Writer: Todd PhillipsTodd Phillips

When it comes to estate planning, there is no shortage of acronyms. Here is a quick list to help you short through the alphabet:


  • GRAT – Grantor Retained Annuity Trust: A trust that allows the grantor to transfer assets to beneficiaries while retaining fixed annuity payments for a set period, often used to minimize estate taxes.

  • GRUT – Grantor Retained Unitrust: Similar to a GRAT, but the grantor receives variable payments based on a fixed percentage of the trust’s annually revalued assets, also used for tax-efficient wealth transfer.

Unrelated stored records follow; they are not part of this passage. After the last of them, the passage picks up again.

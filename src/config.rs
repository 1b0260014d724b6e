use axum_extra::extract::cookie::Key;
use base64::Engine;
use figment::{
    Figment,
    providers::{Env, Format, Serialized, Toml},
};
use serde::{Deserialize, Serialize};
use std::net::SocketAddr;

use crate::error::WheelError;

pub const DEFAULT_ADMIN_USERNAME: &str = "admin";
pub const DEFAULT_ADMIN_PASSWORD: &str = "admin123";

/// 16 MiB, the upload ceiling for spreadsheet imports.
pub const DEFAULT_MAX_UPLOAD_BYTES: usize = 16 * 1024 * 1024;

#[derive(Debug, Clone, Default, Serialize, Deserialize)]
#[serde(default)]
pub struct Config {
    pub basic: BasicConfig,
    pub admin: AdminConfig,
    pub upload: UploadConfig,
}

#[derive(Debug, Clone, Serialize, Deserialize)]
#[serde(default)]
pub struct BasicConfig {
    /// Plain HTTP. Browsers drop `Secure` cookies on non-localhost HTTP, so a
    /// non-loopback address without TLS in front needs `insecure_cookie = true`.
    pub listen_addr: String,
    pub database_url: String,
    pub loglevel: String,
    /// Base64 key material for the session cookie; at least 64 bytes once decoded.
    pub cookie_secret: Option<String>,
    /// Omit the `Secure` attribute from the session cookie.
    pub insecure_cookie: bool,
    pub session_ttl_hours: i64,
}

impl Default for BasicConfig {
    fn default() -> Self {
        Self {
            listen_addr: "127.0.0.1:5000".to_string(),
            database_url: "sqlite:wheel.db".to_string(),
            loglevel: "info".to_string(),
            cookie_secret: None,
            insecure_cookie: false,
            session_ttl_hours: 24,
        }
    }
}

#[derive(Debug, Clone, Serialize, Deserialize)]
#[serde(default)]
pub struct AdminConfig {
    pub username: String,
    pub password: String,
}

impl Default for AdminConfig {
    fn default() -> Self {
        Self {
            username: DEFAULT_ADMIN_USERNAME.to_string(),
            password: DEFAULT_ADMIN_PASSWORD.to_string(),
        }
    }
}

#[derive(Debug, Clone, Serialize, Deserialize)]
#[serde(default)]
pub struct UploadConfig {
    pub dir: String,
    pub max_bytes: usize,
}

impl Default for UploadConfig {
    fn default() -> Self {
        Self {
            dir: "uploads".to_string(),
            max_bytes: DEFAULT_MAX_UPLOAD_BYTES,
        }
    }
}

impl Config {
    /// Defaults, then `config.toml`, then `WHEEL_*` environment variables
    /// (`WHEEL_BASIC__LOGLEVEL=debug`).
    pub fn load() -> Result<Self, WheelError> {
        Self::figment().extract().map_err(|e| WheelError::Config(Box::new(e)))
    }

    pub fn figment() -> Figment {
        Figment::from(Serialized::defaults(Config::default()))
            .merge(Toml::file("config.toml"))
            .merge(Env::prefixed("WHEEL_").split("__"))
    }

    /// Session cookie key. Without a configured secret every process run gets a
    /// fresh key, so restarts log everyone out.
    pub fn cookie_key(&self) -> Result<Key, WheelError> {
        let Some(secret) = self.basic.cookie_secret.as_deref() else {
            return Ok(Key::generate());
        };
        let bytes = base64::engine::general_purpose::STANDARD
            .decode(secret.trim())
            .map_err(|e| WheelError::CookieKey(e.to_string()))?;
        Key::try_from(bytes.as_slice()).map_err(|e| WheelError::CookieKey(e.to_string()))
    }

    /// True when sessions are `Secure`-only but the listener is plain HTTP on a
    /// non-loopback address, where logins from other hosts will not stick
    /// unless a TLS proxy sits in front.
    pub fn secure_cookie_on_public_http(&self) -> bool {
        if self.basic.insecure_cookie {
            return false;
        }
        self.basic
            .listen_addr
            .parse::<SocketAddr>()
            .map(|addr| !addr.ip().is_loopback())
            .unwrap_or_else(|_| !self.basic.listen_addr.starts_with("localhost:"))
    }

    pub fn session_ttl(&self) -> time::Duration {
        time::Duration::hours(self.basic.session_ttl_hours)
    }
}
mod common;

use common::temp_storage;
use spinwheel::config::AdminConfig;
use spinwheel::service::bootstrap::seed_admin;
use spinwheel::service::password::verify_password;
use std::fs;

#[tokio::test]
async fn schema_init_is_idempotent() {
    let (storage, path) = temp_storage("schema").await;
    storage.add_name("Persisted").await.unwrap();
    storage.init_schema().await.unwrap();
    assert_eq!(storage.list_names().await.unwrap(), vec!["Persisted"]);
    let _ = fs::remove_file(path);
}

#[tokio::test]
async fn seed_admin_only_runs_on_an_empty_user_table() {
    let (storage, path) = temp_storage("seed").await;
    let admin = AdminConfig {
        username: "root".to_string(),
        password: "s3cret-pass".to_string(),
    };

    assert!(seed_admin(&storage, &admin).await.unwrap());
    assert!(!seed_admin(&storage, &AdminConfig::default()).await.unwrap());
    assert_eq!(storage.count_users().await.unwrap(), 1);

    let user = storage.find_user_by_username("root").await.unwrap().unwrap();
    assert_ne!(user.password_hash, "s3cret-pass");
    assert!(verify_password("s3cret-pass", &user.password_hash).await.unwrap());
    assert!(storage.find_user_by_username("admin").await.unwrap().is_none());
    let _ = fs::remove_file(path);
}

#[tokio::test]
async fn import_dedups_against_store_and_within_batch() {
    let (storage, path) = temp_storage("import").await;
    storage.add_name("Alice").await.unwrap();

    let batch: Vec<String> = ["Bob", "Alice", "Bob", "Cy"].map(String::from).to_vec();
    assert_eq!(storage.import_names(&batch).await.unwrap(), 2);
    assert_eq!(
        storage.list_names().await.unwrap(),
        vec!["Alice", "Bob", "Cy"]
    );
    assert_eq!(storage.import_names(&batch).await.unwrap(), 0);
    let _ = fs::remove_file(path);
}

#[tokio::test]
async fn config_row_is_get_or_create() {
    let (storage, path) = temp_storage("config").await;
    assert!(storage.wheel_config().await.unwrap().is_none());
    assert_eq!(storage.take_locked_result().await.unwrap(), None);

    storage.set_locked_result(Some("A")).await.unwrap();
    storage.set_locked_result(Some("B")).await.unwrap();
    let cfg = storage.wheel_config().await.unwrap().unwrap();
    assert_eq!(cfg.locked_result.as_deref(), Some("B"));

    let rows: (i64,) = sqlx::query_as("SELECT COUNT(*) FROM wheel_config")
        .fetch_one(storage.pool())
        .await
        .unwrap();
    assert_eq!(rows.0, 1);

    assert_eq!(storage.take_locked_result().await.unwrap().as_deref(), Some("B"));
    assert_eq!(storage.take_locked_result().await.unwrap(), None);
    let _ = fs::remove_file(path);
}

#[tokio::test]
async fn empty_string_lock_is_not_consumed() {
    let (storage, path) = temp_storage("config-empty").await;
    storage.set_locked_result(Some("")).await.unwrap();

    assert_eq!(storage.take_locked_result().await.unwrap(), None);
    let cfg = storage.wheel_config().await.unwrap().unwrap();
    assert_eq!(cfg.locked_result.as_deref(), Some(""));
    assert_eq!(cfg.pending_lock(), None);
    let _ = fs::remove_file(path);
}

#[tokio::test]
async fn mutations_on_missing_rows_affect_nothing() {
    let (storage, path) = temp_storage("noop").await;
    assert_eq!(storage.rename_by_id(42, "x").await.unwrap(), 0);
    assert_eq!(storage.delete_name_by_id(42).await.unwrap(), 0);
    assert_eq!(storage.delete_names_by_value("x").await.unwrap(), 0);
    let _ = fs::remove_file(path);
}
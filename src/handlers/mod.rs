pub mod admin;
pub mod names;
pub mod pages;
pub mod session;
pub mod spin;
pub mod upload;
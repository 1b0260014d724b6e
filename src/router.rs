use axum::{
    Router,
    extract::{DefaultBodyLimit, FromRef},
    routing::{get, post},
};
use axum_extra::extract::cookie::Key;
use tower_http::trace::TraceLayer;

use crate::config::Config;
use crate::db::WheelStorage;
use crate::handlers::{admin, names, pages, session, spin, upload};
use crate::service::spin::SpinEngine;

#[derive(Clone)]
pub struct WheelState {
    pub storage: WheelStorage,
    pub spinner: SpinEngine,
    pub cookie_key: Key,
    pub insecure_cookie: bool,
    pub session_ttl: time::Duration,
    pub max_upload_bytes: usize,
}

impl WheelState {
    pub fn new(storage: WheelStorage, cookie_key: Key, cfg: &Config) -> Self {
        let spinner = SpinEngine::new(storage.clone());
        Self::with_spinner(storage, spinner, cookie_key, cfg)
    }

    pub fn with_spinner(
        storage: WheelStorage,
        spinner: SpinEngine,
        cookie_key: Key,
        cfg: &Config,
    ) -> Self {
        Self {
            storage,
            spinner,
            cookie_key,
            insecure_cookie: cfg.basic.insecure_cookie,
            session_ttl: cfg.session_ttl(),
            max_upload_bytes: cfg.upload.max_bytes,
        }
    }
}

impl FromRef<WheelState> for Key {
    fn from_ref(state: &WheelState) -> Self {
        state.cookie_key.clone()
    }
}

pub fn wheel_router(state: WheelState) -> Router {
    let upload_limit = DefaultBodyLimit::max(state.max_upload_bytes);

    Router::new()
        .route("/", get(pages::index))
        .route("/static/js/wheel.js", get(pages::wheel_js))
        .route("/admin", get(pages::admin))
        .route("/login", get(session::login_page).post(session::login))
        .route("/logout", get(session::logout))
        .route(
            "/api/names",
            get(names::list_names).delete(names::delete_name_by_value),
        )
        .route("/api/spin", post(spin::spin))
        .route(
            "/api/admin/names",
            post(admin::add_name)
                .put(admin::rename_name)
                .delete(admin::delete_name),
        )
        .route("/api/admin/lock-result", post(admin::lock_result))
        .route("/upload", post(upload::upload_file).layer(upload_limit))
        .layer(TraceLayer::new_for_http())
        .with_state(state)
}
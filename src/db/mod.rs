//! Database module: models and schema for persistent storage.
//!
//! Layout:
//! - `models.rs`: Rust structs mirroring DB rows
//! - `schema.rs`: SQL DDL for initializing the database (SQLite-first)
//! - `sqlite.rs`: `WheelStorage`, the only place SQL is issued

pub mod models;
pub mod schema;
pub mod sqlite;

pub use models::{DbUser, NameEntry, WheelConfigRow};
pub use schema::SQLITE_INIT;
pub use sqlite::{SqlitePool, WheelStorage};
//! Local file handles and the file kinds the service accepts.

use crate::error::{Error, Result};
use serde::{Deserialize, Serialize};
use std::fmt;
use std::path::Path;
use std::sync::Arc;

/// Extensions the backend will ingest.
pub const ACCEPTED_EXTENSIONS: &[&str] = &["pdf", "txt", "png", "jpg", "jpeg"];

/// How a document is rendered in a preview surface.
#[derive(Debug, Clone, Copy, PartialEq, Eq, Hash, Serialize, Deserialize)]
#[serde(rename_all = "lowercase")]
pub enum PreviewKind {
    Pdf,
    Image,
    Text,
    Other,
}

impl PreviewKind {
    pub fn from_mime(mime_type: &str) -> Self {
        match mime_type {
            "application/pdf" => PreviewKind::Pdf,
            t if t.starts_with("image/") => PreviewKind::Image,
            t if t.starts_with("text/") => PreviewKind::Text,
            _ => PreviewKind::Other,
        }
    }

    pub fn from_filename(filename: &str) -> Self {
        Self::from_mime(&guess_mime_type(filename))
    }
}

impl fmt::Display for PreviewKind {
    fn fmt(&self, f: &mut fmt::Formatter<'_>) -> fmt::Result {
        let s = match self {
            PreviewKind::Pdf => "pdf",
            PreviewKind::Image => "image",
            PreviewKind::Text => "text",
            PreviewKind::Other => "other",
        };
        f.write_str(s)
    }
}

impl std::str::FromStr for PreviewKind {
    type Err = Error;

    fn from_str(s: &str) -> Result<Self> {
        match s.to_ascii_lowercase().as_str() {
            "pdf" => Ok(PreviewKind::Pdf),
            "image" | "img" => Ok(PreviewKind::Image),
            "text" | "txt" => Ok(PreviewKind::Text),
            "other" => Ok(PreviewKind::Other),
            _ => Err(Error::UnsupportedFileKind(s.to_string())),
        }
    }
}

/// Lowercased extension without the dot, empty when there is none.
pub fn extension(filename: &str) -> String {
    Path::new(filename)
        .extension()
        .and_then(|e| e.to_str())
        .unwrap_or("")
        .to_lowercase()
}

/// Guess MIME type from filename extension.
pub fn guess_mime_type(filename: &str) -> String {
    match extension(filename).as_str() {
        "txt" => "text/plain",
        "md" | "markdown" => "text/markdown",
        "csv" => "text/csv",
        "json" => "application/json",
        "pdf" => "application/pdf",
        "png" => "image/png",
        "jpg" | "jpeg" => "image/jpeg",
        "gif" => "image/gif",
        "webp" => "image/webp",
        _ => "application/octet-stream",
    }
    .to_string()
}

/// Backend rule: no empty names, no `..`, no absolute paths.
pub fn validate_filename(filename: &str) -> Result<()> {
    if filename.is_empty() || filename.contains("..") || filename.starts_with('/') {
        return Err(Error::InvalidFilename(filename.to_string()));
    }
    Ok(())
}

pub fn is_accepted_upload(filename: &str) -> bool {
    ACCEPTED_EXTENSIONS.contains(&extension(filename).as_str())
}

/// Decode a text document for rendering. Invalid UTF-8 is replaced, never rejected.
pub fn decode_text(data: &[u8]) -> String {
    String::from_utf8_lossy(data).into_owned()
}

/// A file picked by the user, held in memory for the lifetime of the session.
///
/// Cloning is cheap: the bytes are shared.
#[derive(Clone, PartialEq, Eq)]
pub struct LocalFile {
    pub filename: String,
    pub mime_type: String,
    pub bytes: Arc<[u8]>,
}

impl fmt::Debug for LocalFile {
    fn fmt(&self, f: &mut fmt::Formatter<'_>) -> fmt::Result {
        f.debug_struct("LocalFile")
            .field("filename", &self.filename)
            .field("mime_type", &self.mime_type)
            .field("len", &self.bytes.len())
            .finish()
    }
}

impl LocalFile {
    /// Build a handle from bytes already in memory, enforcing the accepted kinds.
    pub fn new(filename: impl Into<String>, bytes: impl Into<Arc<[u8]>>) -> Result<Self> {
        let filename = filename.into();
        validate_filename(&filename)?;
        if !is_accepted_upload(&filename) {
            return Err(Error::UnsupportedFileKind(filename));
        }
        let mime_type = guess_mime_type(&filename);
        Ok(Self {
            filename,
            mime_type,
            bytes: bytes.into(),
        })
    }

    /// Read a file from disk. Rejection happens before the bytes are read.
    pub async fn read(path: &Path) -> Result<Self> {
        let filename = path
            .file_name()
            .and_then(|n| n.to_str())
            .ok_or_else(|| Error::InvalidFilename(path.display().to_string()))?
            .to_string();
        validate_filename(&filename)?;
        if !is_accepted_upload(&filename) {
            return Err(Error::UnsupportedFileKind(filename));
        }
        let data = tokio::fs::read(path).await?;
        Self::new(filename, data)
    }

    pub fn kind(&self) -> PreviewKind {
        PreviewKind::from_mime(&self.mime_type)
    }

    pub fn len(&self) -> usize {
        self.bytes.len()
    }

    pub fn is_empty(&self) -> bool {
        self.bytes.is_empty()
    }
}
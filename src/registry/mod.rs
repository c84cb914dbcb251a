//! Client for the backend's document registry and question endpoints.

pub mod client;
#[cfg(test)]
pub(crate) mod fake;
pub mod schema;

pub use client::{HttpRegistry, RemoteRegistry};
pub use schema::{
    AnswerSnippet, DocumentAnswer, DocumentRecord, ListFilter, QueryResponse, QuestionRequest,
    ThemeItem, ThemeResponse, UploadResult, UploadStatus,
};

  • GRIT – Grantor Retained Income Trust: A trust where the grantor retains income from the trust assets for a specific term, transferring the remaining assets to beneficiaries at a reduced tax cost.

  • IDGT – Intentionally Defective Grantor Trust: A trust designed to be "defective" for income tax purposes but effective for estate tax planning, allowing the grantor to pay income taxes on trust income without it being part of the estate.

  • ILIT – Irrevocable Life Insurance Trust: A trust that holds life insurance policies outside of the grantor’s taxable estate, providing tax-free benefits to heirs while also avoiding estate taxes.

  • CLAT – Charitable Lead Annuity Trust: A trust that provides annuity payments to a charity for a specified period, with the remaining assets transferring to heirs, offering both philanthropic and tax benefits.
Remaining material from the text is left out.